§ **PROBLEM DETAILS**: Within the entries below, find every line that has the string "SedentaryBehavior", then copy it.

[Saved data entries]
* * *

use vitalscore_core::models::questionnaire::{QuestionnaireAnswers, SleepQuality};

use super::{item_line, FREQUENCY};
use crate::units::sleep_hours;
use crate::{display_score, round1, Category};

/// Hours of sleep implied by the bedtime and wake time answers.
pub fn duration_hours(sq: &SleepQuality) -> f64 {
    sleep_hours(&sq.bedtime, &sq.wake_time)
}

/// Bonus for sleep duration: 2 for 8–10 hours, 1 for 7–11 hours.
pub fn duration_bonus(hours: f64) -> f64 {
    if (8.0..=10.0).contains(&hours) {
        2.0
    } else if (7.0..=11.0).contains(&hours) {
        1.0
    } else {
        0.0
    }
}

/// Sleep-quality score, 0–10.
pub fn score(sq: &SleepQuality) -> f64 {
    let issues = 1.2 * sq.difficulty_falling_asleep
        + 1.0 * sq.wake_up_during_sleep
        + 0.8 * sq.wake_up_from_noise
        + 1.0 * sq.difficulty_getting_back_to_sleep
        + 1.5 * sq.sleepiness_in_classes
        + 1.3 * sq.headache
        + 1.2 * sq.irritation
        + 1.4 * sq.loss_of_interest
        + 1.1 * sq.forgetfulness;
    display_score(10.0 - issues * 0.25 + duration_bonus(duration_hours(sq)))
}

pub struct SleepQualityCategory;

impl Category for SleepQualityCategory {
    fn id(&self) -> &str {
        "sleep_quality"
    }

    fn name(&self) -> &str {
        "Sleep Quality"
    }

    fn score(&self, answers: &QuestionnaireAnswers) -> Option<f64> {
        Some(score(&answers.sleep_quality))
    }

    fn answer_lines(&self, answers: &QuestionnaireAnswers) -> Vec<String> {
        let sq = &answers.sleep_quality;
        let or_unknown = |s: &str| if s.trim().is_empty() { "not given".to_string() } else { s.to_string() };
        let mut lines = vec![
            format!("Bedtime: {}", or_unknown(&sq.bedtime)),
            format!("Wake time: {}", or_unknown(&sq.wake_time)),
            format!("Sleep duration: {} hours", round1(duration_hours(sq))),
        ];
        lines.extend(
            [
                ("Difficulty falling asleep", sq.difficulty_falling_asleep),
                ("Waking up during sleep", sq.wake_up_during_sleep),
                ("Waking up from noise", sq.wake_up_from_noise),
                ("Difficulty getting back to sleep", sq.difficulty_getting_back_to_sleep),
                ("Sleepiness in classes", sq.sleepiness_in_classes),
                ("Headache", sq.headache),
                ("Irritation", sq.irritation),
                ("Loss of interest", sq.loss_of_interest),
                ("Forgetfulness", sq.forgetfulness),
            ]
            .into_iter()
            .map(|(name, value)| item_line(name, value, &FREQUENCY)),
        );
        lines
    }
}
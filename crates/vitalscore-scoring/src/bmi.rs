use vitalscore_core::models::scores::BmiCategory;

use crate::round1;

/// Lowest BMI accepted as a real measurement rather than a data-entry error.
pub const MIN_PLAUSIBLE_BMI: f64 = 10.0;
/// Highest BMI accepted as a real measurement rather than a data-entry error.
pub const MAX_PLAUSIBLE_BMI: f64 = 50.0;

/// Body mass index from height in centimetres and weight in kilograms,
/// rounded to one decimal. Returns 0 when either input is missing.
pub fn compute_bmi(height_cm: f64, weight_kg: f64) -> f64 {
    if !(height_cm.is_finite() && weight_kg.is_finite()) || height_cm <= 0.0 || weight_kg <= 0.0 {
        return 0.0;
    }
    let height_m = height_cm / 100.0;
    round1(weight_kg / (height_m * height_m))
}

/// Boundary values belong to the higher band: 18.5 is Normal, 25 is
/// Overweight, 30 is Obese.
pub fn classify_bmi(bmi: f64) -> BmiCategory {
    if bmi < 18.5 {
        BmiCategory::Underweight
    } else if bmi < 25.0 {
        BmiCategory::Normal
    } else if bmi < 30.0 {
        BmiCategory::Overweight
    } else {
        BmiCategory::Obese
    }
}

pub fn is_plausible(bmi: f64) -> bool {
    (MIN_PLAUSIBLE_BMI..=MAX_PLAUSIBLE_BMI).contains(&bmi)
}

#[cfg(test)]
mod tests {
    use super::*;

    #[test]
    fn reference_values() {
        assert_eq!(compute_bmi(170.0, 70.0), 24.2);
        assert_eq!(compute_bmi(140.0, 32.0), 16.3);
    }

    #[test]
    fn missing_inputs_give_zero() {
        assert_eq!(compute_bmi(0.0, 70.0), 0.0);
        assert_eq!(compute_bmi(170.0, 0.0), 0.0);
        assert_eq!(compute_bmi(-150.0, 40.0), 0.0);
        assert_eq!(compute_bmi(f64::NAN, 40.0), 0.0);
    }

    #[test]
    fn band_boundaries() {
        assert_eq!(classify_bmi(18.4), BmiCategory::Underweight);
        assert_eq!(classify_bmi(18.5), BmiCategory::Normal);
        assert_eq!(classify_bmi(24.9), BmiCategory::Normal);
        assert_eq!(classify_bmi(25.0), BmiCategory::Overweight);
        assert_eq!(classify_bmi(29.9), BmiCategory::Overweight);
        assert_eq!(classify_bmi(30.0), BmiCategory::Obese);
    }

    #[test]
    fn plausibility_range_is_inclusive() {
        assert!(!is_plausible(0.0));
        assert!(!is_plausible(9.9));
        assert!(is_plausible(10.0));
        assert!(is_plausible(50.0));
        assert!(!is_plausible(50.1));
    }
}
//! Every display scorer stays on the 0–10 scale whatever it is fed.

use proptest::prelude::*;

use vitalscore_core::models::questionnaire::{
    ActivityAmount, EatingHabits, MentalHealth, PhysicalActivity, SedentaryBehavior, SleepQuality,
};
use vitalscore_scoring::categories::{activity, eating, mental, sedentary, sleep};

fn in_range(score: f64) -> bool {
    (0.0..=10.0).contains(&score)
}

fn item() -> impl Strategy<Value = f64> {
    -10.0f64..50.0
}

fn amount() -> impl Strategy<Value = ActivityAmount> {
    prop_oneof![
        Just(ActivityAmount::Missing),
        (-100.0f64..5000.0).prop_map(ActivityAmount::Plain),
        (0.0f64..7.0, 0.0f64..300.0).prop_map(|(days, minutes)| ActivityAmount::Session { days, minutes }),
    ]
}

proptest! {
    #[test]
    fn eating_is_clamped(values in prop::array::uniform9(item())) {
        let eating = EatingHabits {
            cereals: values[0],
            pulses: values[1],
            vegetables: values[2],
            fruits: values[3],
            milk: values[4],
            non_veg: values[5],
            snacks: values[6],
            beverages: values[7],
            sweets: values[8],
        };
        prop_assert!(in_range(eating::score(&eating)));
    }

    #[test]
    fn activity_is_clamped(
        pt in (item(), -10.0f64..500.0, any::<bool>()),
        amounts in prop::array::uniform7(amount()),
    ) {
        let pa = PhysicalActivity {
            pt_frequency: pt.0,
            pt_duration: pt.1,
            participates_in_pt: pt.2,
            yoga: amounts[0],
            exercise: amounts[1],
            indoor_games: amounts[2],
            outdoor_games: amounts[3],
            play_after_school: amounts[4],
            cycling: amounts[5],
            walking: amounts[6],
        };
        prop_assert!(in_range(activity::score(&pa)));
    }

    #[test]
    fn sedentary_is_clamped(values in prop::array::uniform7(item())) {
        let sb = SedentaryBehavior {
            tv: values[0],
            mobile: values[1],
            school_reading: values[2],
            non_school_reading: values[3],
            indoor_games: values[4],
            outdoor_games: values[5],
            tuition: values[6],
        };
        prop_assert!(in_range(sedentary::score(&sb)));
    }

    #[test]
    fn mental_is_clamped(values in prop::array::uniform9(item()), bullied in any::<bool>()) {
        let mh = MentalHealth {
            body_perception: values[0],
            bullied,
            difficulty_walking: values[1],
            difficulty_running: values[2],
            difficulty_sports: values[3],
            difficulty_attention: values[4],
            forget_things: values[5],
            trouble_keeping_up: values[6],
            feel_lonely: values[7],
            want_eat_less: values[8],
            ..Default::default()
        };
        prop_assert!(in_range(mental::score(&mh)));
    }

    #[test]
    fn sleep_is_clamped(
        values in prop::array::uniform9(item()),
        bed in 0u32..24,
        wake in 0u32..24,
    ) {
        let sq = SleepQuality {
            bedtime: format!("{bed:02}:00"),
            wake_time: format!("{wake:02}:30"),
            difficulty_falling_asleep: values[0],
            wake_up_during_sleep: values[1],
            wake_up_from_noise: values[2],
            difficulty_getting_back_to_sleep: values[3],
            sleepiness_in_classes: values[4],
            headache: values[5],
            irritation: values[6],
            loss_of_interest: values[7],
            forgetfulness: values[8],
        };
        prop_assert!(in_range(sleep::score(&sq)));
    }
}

* * *

§ **RESULT OF THIS TASK**:
    ActivityAmount, EatingHabits, MentalHealth, PhysicalActivity, SedentaryBehavior, SleepQuality,
        let sb = SedentaryBehavior {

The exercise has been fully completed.